Legalism is subtle because it looks “Christian” on the surface. It can live long and quite happily without detection among people who are outwardly moral and who excel at keeping up appearances. Legalism allows people who have never been saved to think that they are Christians because they act like Christians. Certainly, they think, God accepts them. They are doing such a good job! But legalism can also creep into the hearts of genuine Christians. It usually comes disguised as a means to greater holiness. To those who are inclining toward legalism, Paul poses this question: “Are you so foolish? Having begun by the Spirit, are you now being perfected by the flesh?” (Gal 3:3). In other words, just as you were saved by grace, through faith in the gospel, so your ability to live a Christ-like life comes only through dependence on this same gospel.
Licentiousness is also subtle. It tells us that because there is no condemnation for those who are in Christ (Rom 8:1), we are free to live as we please. In a sense, this is true, but only insofar as our desires are those of the Spirit and not of the flesh: “For the desires of the flesh are against the Spirit, and the desires of the Spirit are against the flesh, for these are opposed to each other, to keep you from doing the things you want to do.” (Gal 5:17). And as Paul writes elsewhere, “if you live according to the flesh you will die, but if by the Spirit you put to death the deeds of the body, you will live. For all who are led by the Spirit of God are sons of God. ” (Rom 8:13-14). In other words, it is only through Christ and the work of his Spirit in our lives that we desire what the Spirit desires.
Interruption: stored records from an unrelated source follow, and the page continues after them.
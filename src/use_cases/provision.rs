//! Provisioning use case
//!
//! Runs every stage in order against one host. A failing stage stops the
//! run; everything before it keeps its (consistent) state and a re-run
//! picks up where this one stopped.

use tracing::info;

use super::enrollment::ensure_credential;
use super::install::{ensure_device_rule, ensure_packages};
use super::pam::PamStackEditor;
use super::preflight::{
    check_device_present, check_privilege, check_tool_available, detect_virtualization,
    resolve_target_user,
};
use crate::config::ProvisionConfig;
use crate::error::ProvisionResult;
use crate::model::{ProvisionReport, RunMode, Step, StepStatus};
use crate::ports::Host;

/// Make sudo on `host` require the hardware key
///
/// Stages, in order: preflight checks, enrollment prerequisites, udev rule,
/// device re-check, enrollment, PAM integration packages, policy backup
/// and policy edit. The policy is only edited with a credential from this
/// run in hand.
///
/// # Arguments
///
/// * `host` - Host to provision; wrap it in `DryRunHost` to only plan
/// * `config` - Paths, packages and run mode
///
/// # Errors
///
/// Returns the first stage error. Enrollment errors stop the run before
/// the policy is touched.
pub fn provision<H: Host>(host: &mut H, config: &ProvisionConfig) -> ProvisionResult<ProvisionReport> {
    let dry_run = config.mode.is_dry_run() || host.is_dry_run();
    let mut report = ProvisionReport::new();
    let record = |report: &mut ProvisionReport, step: Step, status: StepStatus| {
        let status = match status {
            StepStatus::Applied if dry_run => StepStatus::Planned,
            other => other,
        };
        info!("{}: {}", step, status);
        report.record(step, status);
    };

    check_privilege(&*host)?;
    record(&mut report, Step::Privilege, StepStatus::Passed);

    let wsl = detect_virtualization(&*host, &config.proc_version);
    record(
        &mut report,
        Step::Virtualization,
        if wsl { StepStatus::Passed } else { StepStatus::Warned },
    );

    let user = resolve_target_user(&*host, config.user.as_deref(), config.sudo_user.as_deref())?;
    info!("Target user: {} ({})", user.name, user.home.display());
    record(&mut report, Step::TargetUser, StepStatus::Passed);
    report.user = Some(user.clone());

    report.devices = check_device_present(&*host, &config.device_glob)?;
    record(&mut report, Step::DevicePresence, StepStatus::Passed);

    let tools_found = config
        .tools
        .iter()
        .fold(true, |found, tool| check_tool_available(&*host, tool) && found);
    record(
        &mut report,
        Step::Tools,
        if tools_found { StepStatus::Passed } else { StepStatus::Warned },
    );

    let status = ensure_packages(host, &config.enroll_packages)?;
    record(&mut report, Step::EnrollmentPackages, status);

    let status = ensure_device_rule(host, &config.device_rule)?;
    record(&mut report, Step::DeviceRule, status);

    report.devices = check_device_present(&*host, &config.device_glob)?;
    record(&mut report, Step::DeviceRecheck, StepStatus::Passed);

    let force = config.mode == RunMode::ReEnroll;
    let (credential, status) = ensure_credential(host, &user, config, force)?;
    record(&mut report, Step::Credential, status);
    report.credential = Some(credential.path().to_path_buf());

    let status = ensure_packages(host, &config.pam_packages)?;
    record(&mut report, Step::PamPackages, status);

    let editor = PamStackEditor::new(config, credential.path());
    if editor.is_configured(&*host)? {
        info!("{} already requires the hardware key", config.pam_policy.display());
        record(&mut report, Step::PamBackup, StepStatus::Skipped);
        record(&mut report, Step::PamPolicy, StepStatus::Skipped);
    } else {
        let status = editor.ensure_backup(host)?;
        record(&mut report, Step::PamBackup, status);
        let status = editor.apply(host, &credential)?;
        record(&mut report, Step::PamPolicy, status);
    }

    Ok(report)
}
//! Preflight checks
//!
//! Everything here only reads host state. A failing check stops the run
//! before the first mutation.

use std::path::{Path, PathBuf};

use tracing::{debug, info, warn};

use crate::error::{ProvisionError, ProvisionResult, UserError};
use crate::model::{DeviceGlob, TargetUser};
use crate::ports::{FileStore, HostProbe};

/// Fail unless running as root
pub fn check_privilege<H: HostProbe>(host: &H) -> ProvisionResult<()> {
    let euid = host.effective_uid();
    if euid != 0 {
        return Err(ProvisionError::Privilege { euid });
    }
    debug!("Running as root");
    Ok(())
}

/// Device nodes matching `glob`; none is a hard stop
///
/// Enrolling or requiring a key the host cannot see would only lock the
/// operator out, so nothing is changed until this passes.
pub fn check_device_present<H: HostProbe>(host: &H, glob: &DeviceGlob) -> ProvisionResult<Vec<PathBuf>> {
    let devices: Vec<PathBuf> = host
        .list_dir(glob.dir())?
        .into_iter()
        .filter(|name| glob.matches_name(name))
        .map(|name| glob.dir().join(name))
        .collect();

    if devices.is_empty() {
        return Err(ProvisionError::DeviceNotFound {
            pattern: glob.to_string(),
        });
    }

    info!(
        "Found hardware key interfaces: {}",
        devices
            .iter()
            .map(|d| d.display().to_string())
            .collect::<Vec<_>>()
            .join(", ")
    );
    Ok(devices)
}

/// Whether `name` is on `PATH`; absence is handled by the package step
pub fn check_tool_available<H: HostProbe>(host: &H, name: &str) -> bool {
    match host.find_tool(name) {
        Some(path) => {
            debug!("Found {} at {}", name, path.display());
            true
        }
        None => {
            info!("{} is not installed yet; it will be installed", name);
            false
        }
    }
}

/// Whether the kernel identifies as WSL
pub fn detect_virtualization<H: FileStore>(host: &H, proc_version: &Path) -> bool {
    let version = match host.read(proc_version) {
        Ok(Some(data)) => String::from_utf8_lossy(&data).to_lowercase(),
        _ => String::new(),
    };
    let wsl = version.contains("microsoft") || version.contains("wsl");
    if !wsl {
        warn!("This does not look like WSL; continuing, but this setup targets Debian on WSL");
    }
    wsl
}

/// Account whose key gets enrolled
///
/// Order: explicit name, then `SUDO_USER`, then the invoking account.
/// An implicitly chosen root is refused: its credential file would not
/// match the users who actually run sudo.
pub fn resolve_target_user<H: HostProbe>(
    host: &H,
    explicit: Option<&str>,
    sudo_user: Option<&str>,
) -> ProvisionResult<TargetUser> {
    if let Some(name) = explicit {
        let user = host
            .lookup_user(name)
            .ok_or_else(|| UserError::NotFound(name.to_string()))?;
        if user.is_root() {
            warn!("Enrolling a key for root; only root's sudo will accept it");
        }
        return Ok(user);
    }

    if let Some(name) = sudo_user.filter(|n| !n.is_empty() && *n != "root") {
        return Ok(host
            .lookup_user(name)
            .ok_or_else(|| UserError::NotFound(name.to_string()))?);
    }

    let user = host
        .user_by_uid(host.current_uid())
        .ok_or(UserError::Unresolved)?;
    if user.is_root() {
        return Err(UserError::RootTarget.into());
    }
    Ok(user)
}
And it is the work of the Spirit to lead us not into licentiousness, but into ever increasing holiness:
“Now the works of the flesh are evident: sexual immorality, impurity, sensuality, idolatry, sorcery, enmity, strife, jealousy, fits of anger, rivalries, dissensions, divisions, envy, drunkenness, orgies, and things like these. I warn you, as I warned you before, that those who do such things will not inherit the kingdom of God. But the fruit of the Spirit is love, joy, peace, patience, kindness, goodness, faithfulness, gentleness, self-control; against such things there is no law. And those who belong to Christ Jesus have crucified the flesh with its passions and desires” (Gal 5:19-24).
So, my dear brothers and sisters, let’s take our stand together in defense of the grace of God that is found only in Christ Jesus, and show the world a living portrait of the beauty of His holiness as we carry his gospel into this dark world we once called home.